* [Activity]
Below are the records. Reproduce the line that contains "a valid URL." and every line after it to the end, exactly and alone.

[Stored data]
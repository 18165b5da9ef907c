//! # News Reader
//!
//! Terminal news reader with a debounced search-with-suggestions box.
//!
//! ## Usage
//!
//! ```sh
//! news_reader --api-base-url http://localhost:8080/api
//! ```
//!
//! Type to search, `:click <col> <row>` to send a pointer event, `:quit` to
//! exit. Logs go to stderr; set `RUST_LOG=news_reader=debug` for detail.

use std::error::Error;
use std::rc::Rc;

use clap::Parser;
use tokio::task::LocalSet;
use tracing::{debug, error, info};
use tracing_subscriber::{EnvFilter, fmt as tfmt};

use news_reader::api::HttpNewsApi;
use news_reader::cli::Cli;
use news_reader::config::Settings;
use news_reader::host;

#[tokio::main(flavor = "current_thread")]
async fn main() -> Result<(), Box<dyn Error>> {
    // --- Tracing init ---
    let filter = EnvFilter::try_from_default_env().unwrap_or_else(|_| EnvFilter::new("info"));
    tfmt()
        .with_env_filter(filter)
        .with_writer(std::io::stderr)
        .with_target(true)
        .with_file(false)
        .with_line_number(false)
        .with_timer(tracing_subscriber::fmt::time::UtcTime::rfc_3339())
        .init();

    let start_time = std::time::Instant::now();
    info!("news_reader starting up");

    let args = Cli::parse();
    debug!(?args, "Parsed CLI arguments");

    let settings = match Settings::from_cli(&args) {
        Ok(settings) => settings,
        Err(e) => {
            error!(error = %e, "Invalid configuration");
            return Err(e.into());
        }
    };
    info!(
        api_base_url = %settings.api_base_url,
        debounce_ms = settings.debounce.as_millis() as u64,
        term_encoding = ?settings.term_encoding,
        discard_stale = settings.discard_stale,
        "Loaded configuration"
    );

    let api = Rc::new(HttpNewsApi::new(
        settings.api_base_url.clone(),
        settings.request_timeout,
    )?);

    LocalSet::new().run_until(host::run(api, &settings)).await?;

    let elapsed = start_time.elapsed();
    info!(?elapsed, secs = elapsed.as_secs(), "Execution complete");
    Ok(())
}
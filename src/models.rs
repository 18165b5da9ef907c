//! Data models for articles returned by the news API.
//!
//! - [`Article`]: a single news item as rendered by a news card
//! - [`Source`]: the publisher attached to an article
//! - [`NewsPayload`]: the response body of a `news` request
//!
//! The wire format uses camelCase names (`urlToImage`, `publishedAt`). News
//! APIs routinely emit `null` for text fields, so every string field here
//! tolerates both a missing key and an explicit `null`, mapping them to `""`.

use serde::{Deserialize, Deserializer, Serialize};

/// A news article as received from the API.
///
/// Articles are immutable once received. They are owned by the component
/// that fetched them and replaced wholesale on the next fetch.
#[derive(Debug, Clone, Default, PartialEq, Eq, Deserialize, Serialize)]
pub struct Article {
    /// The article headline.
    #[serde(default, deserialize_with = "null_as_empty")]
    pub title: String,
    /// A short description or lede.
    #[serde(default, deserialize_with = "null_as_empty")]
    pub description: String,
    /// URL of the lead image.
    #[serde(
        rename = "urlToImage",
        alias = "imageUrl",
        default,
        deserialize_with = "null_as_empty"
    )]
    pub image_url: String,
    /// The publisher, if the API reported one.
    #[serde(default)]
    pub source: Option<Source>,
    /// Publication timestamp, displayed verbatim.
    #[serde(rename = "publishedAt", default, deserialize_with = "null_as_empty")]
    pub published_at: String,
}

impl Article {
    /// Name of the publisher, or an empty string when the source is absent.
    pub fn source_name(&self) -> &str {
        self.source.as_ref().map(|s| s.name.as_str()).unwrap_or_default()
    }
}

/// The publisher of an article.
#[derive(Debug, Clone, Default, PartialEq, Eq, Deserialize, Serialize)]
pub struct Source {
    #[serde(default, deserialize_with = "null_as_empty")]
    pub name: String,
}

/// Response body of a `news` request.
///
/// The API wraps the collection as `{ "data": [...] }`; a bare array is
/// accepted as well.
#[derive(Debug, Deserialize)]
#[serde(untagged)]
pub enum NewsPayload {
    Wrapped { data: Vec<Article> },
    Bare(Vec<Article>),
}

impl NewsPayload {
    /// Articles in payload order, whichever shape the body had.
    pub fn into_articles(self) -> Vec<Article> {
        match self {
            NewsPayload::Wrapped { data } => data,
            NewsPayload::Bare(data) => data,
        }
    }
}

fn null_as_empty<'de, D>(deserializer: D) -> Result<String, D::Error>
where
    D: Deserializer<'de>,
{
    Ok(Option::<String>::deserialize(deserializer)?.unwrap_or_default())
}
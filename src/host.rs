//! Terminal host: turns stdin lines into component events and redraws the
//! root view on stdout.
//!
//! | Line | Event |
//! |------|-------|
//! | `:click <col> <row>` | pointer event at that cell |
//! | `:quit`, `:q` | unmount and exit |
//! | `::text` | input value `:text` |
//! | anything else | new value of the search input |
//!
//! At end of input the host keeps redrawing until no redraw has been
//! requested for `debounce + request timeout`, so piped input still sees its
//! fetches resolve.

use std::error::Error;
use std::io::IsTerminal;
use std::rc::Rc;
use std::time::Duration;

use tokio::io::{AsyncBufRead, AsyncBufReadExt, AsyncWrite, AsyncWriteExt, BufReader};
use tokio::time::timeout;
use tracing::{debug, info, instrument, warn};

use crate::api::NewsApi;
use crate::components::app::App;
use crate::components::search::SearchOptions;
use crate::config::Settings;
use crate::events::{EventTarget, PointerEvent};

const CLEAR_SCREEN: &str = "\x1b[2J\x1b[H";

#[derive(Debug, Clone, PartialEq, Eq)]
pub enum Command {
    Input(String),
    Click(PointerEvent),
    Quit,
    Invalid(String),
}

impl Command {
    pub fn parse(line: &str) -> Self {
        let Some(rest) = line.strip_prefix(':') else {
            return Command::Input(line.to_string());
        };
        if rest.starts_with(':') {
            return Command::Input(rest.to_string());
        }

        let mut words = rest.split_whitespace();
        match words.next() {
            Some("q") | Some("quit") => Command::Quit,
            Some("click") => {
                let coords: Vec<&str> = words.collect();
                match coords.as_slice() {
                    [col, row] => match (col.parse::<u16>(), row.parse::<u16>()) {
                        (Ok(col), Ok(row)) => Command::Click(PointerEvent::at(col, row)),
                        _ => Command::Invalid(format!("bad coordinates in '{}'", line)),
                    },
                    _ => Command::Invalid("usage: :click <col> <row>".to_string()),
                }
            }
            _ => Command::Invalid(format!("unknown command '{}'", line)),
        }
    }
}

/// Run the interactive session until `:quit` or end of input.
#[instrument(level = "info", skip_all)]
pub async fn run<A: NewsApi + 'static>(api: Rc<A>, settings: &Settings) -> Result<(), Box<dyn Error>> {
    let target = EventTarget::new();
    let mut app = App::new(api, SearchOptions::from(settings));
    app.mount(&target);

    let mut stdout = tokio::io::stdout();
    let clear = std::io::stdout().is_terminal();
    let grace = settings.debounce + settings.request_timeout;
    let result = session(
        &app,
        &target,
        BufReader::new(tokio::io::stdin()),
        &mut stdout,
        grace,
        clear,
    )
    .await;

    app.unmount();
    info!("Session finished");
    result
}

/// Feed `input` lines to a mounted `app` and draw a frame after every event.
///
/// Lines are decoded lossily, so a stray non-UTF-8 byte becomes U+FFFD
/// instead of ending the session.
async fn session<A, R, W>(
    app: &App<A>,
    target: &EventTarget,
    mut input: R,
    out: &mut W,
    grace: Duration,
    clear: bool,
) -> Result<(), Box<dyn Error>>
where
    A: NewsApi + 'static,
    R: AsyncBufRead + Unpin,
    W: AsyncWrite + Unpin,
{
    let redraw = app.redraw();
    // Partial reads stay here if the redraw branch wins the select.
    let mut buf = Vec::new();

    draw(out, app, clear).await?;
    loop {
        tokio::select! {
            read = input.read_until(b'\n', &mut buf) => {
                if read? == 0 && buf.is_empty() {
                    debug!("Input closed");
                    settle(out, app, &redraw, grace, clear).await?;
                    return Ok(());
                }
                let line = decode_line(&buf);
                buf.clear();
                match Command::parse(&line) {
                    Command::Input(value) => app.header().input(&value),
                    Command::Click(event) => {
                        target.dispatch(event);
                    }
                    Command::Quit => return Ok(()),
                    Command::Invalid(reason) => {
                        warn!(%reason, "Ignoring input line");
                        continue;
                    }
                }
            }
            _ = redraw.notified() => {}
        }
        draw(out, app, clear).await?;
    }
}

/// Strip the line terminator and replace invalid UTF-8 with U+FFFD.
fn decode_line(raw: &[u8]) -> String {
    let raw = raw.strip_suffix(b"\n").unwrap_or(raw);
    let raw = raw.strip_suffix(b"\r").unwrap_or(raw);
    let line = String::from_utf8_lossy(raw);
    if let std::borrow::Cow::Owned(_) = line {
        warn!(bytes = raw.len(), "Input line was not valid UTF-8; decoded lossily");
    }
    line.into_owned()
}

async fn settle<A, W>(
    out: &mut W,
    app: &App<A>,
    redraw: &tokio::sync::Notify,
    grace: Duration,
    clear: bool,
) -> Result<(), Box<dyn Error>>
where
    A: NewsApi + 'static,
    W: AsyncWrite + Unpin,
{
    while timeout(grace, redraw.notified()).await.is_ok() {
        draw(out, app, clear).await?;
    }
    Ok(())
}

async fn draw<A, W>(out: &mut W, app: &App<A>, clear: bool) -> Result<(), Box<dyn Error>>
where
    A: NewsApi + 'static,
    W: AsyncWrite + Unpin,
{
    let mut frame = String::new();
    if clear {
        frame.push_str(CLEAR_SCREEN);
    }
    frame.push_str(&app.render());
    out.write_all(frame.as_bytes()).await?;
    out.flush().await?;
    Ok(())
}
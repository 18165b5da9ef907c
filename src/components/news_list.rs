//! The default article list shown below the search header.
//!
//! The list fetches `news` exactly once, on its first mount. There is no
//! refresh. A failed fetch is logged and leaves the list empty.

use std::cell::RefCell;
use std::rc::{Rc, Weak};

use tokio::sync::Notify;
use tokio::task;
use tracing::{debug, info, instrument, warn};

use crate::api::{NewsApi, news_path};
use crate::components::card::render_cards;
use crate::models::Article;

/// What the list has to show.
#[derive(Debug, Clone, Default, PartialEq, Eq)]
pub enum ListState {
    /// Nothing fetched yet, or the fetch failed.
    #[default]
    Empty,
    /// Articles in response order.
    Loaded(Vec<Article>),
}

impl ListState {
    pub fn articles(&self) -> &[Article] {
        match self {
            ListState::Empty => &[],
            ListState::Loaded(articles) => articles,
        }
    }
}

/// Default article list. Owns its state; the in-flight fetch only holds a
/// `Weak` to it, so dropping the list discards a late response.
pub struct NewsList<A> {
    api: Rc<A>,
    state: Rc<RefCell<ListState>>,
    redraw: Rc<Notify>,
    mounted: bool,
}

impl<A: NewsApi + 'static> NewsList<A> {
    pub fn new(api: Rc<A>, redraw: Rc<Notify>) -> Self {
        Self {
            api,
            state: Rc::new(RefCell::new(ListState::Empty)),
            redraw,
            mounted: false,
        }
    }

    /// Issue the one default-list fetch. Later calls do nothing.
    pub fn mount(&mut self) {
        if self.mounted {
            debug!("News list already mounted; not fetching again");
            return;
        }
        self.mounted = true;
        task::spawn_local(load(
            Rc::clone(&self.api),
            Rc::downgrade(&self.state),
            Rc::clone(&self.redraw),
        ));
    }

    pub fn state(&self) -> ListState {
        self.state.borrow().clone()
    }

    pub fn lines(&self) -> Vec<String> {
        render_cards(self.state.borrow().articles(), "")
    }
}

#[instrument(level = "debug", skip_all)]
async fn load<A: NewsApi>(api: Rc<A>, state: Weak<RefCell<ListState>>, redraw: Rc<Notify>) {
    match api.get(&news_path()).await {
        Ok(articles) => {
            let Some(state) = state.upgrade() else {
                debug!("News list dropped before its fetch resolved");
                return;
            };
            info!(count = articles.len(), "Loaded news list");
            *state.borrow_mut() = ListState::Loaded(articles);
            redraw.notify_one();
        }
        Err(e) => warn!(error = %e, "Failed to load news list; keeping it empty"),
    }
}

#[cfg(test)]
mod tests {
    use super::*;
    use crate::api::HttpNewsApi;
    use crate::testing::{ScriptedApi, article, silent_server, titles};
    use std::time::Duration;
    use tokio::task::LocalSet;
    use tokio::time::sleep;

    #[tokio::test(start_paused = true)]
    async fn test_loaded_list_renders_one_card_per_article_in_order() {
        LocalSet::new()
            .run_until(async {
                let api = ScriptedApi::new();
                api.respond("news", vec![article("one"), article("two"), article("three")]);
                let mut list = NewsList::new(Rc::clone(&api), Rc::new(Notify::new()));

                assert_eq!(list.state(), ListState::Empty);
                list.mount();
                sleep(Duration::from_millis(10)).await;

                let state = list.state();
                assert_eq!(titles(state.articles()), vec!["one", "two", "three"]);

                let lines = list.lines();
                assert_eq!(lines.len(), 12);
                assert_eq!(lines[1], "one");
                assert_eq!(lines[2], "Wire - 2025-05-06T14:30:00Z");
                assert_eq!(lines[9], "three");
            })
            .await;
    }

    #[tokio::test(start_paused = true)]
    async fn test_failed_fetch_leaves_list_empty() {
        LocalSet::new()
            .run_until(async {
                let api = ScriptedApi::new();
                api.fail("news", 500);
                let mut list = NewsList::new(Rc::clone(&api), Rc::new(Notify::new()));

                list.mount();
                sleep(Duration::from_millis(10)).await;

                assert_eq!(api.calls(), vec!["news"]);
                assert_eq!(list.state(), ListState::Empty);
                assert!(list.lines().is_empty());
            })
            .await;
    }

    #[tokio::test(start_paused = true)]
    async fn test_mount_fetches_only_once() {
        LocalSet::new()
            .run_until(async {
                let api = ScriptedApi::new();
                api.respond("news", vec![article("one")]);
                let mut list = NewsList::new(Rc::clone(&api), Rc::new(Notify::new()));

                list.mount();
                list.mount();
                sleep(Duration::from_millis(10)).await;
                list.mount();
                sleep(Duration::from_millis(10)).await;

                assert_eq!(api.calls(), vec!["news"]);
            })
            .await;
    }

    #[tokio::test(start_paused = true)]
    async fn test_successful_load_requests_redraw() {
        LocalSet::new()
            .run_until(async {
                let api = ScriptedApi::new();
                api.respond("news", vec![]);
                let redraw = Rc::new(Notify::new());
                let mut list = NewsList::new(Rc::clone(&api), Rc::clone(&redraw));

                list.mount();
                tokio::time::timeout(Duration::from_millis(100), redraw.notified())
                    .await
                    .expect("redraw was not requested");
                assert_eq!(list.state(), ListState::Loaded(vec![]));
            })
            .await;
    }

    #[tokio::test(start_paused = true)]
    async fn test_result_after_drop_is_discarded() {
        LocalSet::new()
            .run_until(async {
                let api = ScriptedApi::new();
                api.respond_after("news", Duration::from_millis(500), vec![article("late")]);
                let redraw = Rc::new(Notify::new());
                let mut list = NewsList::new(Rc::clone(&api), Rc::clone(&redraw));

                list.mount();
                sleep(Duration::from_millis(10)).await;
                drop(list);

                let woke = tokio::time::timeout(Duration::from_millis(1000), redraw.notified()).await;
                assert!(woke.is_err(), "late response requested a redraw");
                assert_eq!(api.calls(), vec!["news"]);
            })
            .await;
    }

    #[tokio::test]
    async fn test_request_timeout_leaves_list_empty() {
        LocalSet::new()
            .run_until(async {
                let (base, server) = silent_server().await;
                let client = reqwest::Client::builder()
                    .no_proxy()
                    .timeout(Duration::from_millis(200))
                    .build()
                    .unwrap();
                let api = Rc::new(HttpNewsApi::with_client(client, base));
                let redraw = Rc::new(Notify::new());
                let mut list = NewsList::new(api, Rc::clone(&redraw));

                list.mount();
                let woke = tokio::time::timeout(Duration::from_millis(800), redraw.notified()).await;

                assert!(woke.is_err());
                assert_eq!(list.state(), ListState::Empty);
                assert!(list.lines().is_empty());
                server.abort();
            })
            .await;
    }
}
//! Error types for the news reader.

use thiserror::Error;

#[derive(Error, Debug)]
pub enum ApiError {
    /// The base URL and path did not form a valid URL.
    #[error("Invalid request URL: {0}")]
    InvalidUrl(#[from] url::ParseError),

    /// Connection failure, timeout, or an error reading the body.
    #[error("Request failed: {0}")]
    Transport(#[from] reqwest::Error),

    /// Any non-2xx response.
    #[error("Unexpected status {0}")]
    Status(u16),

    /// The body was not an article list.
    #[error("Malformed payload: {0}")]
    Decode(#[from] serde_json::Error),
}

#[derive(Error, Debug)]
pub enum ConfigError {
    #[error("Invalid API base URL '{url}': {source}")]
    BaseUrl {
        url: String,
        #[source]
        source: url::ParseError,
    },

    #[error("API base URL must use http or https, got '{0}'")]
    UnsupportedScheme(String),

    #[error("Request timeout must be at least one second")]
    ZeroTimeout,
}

* [Response box]
    /// The base URL and path did not form a valid URL.
    #[error("Invalid request URL: {0}")]
    InvalidUrl(#[from] url::ParseError),

    /// Connection failure, timeout, or an error reading the body.
    #[error("Request failed: {0}")]
    Transport(#[from] reqwest::Error),

    /// Any non-2xx response.
    #[error("Unexpected status {0}")]
    Status(u16),

    /// The body was not an article list.
    #[error("Malformed payload: {0}")]
    Decode(#[from] serde_json::Error),
}

#[derive(Error, Debug)]
pub enum ConfigError {
    #[error("Invalid API base URL '{url}': {source}")]
    BaseUrl {
        url: String,
        #[source]
        source: url::ParseError,
    },

    #[error("API base URL must use http or https, got '{0}'")]
    UnsupportedScheme(String),

    #[error("Request timeout must be at least one second")]
    ZeroTimeout,
}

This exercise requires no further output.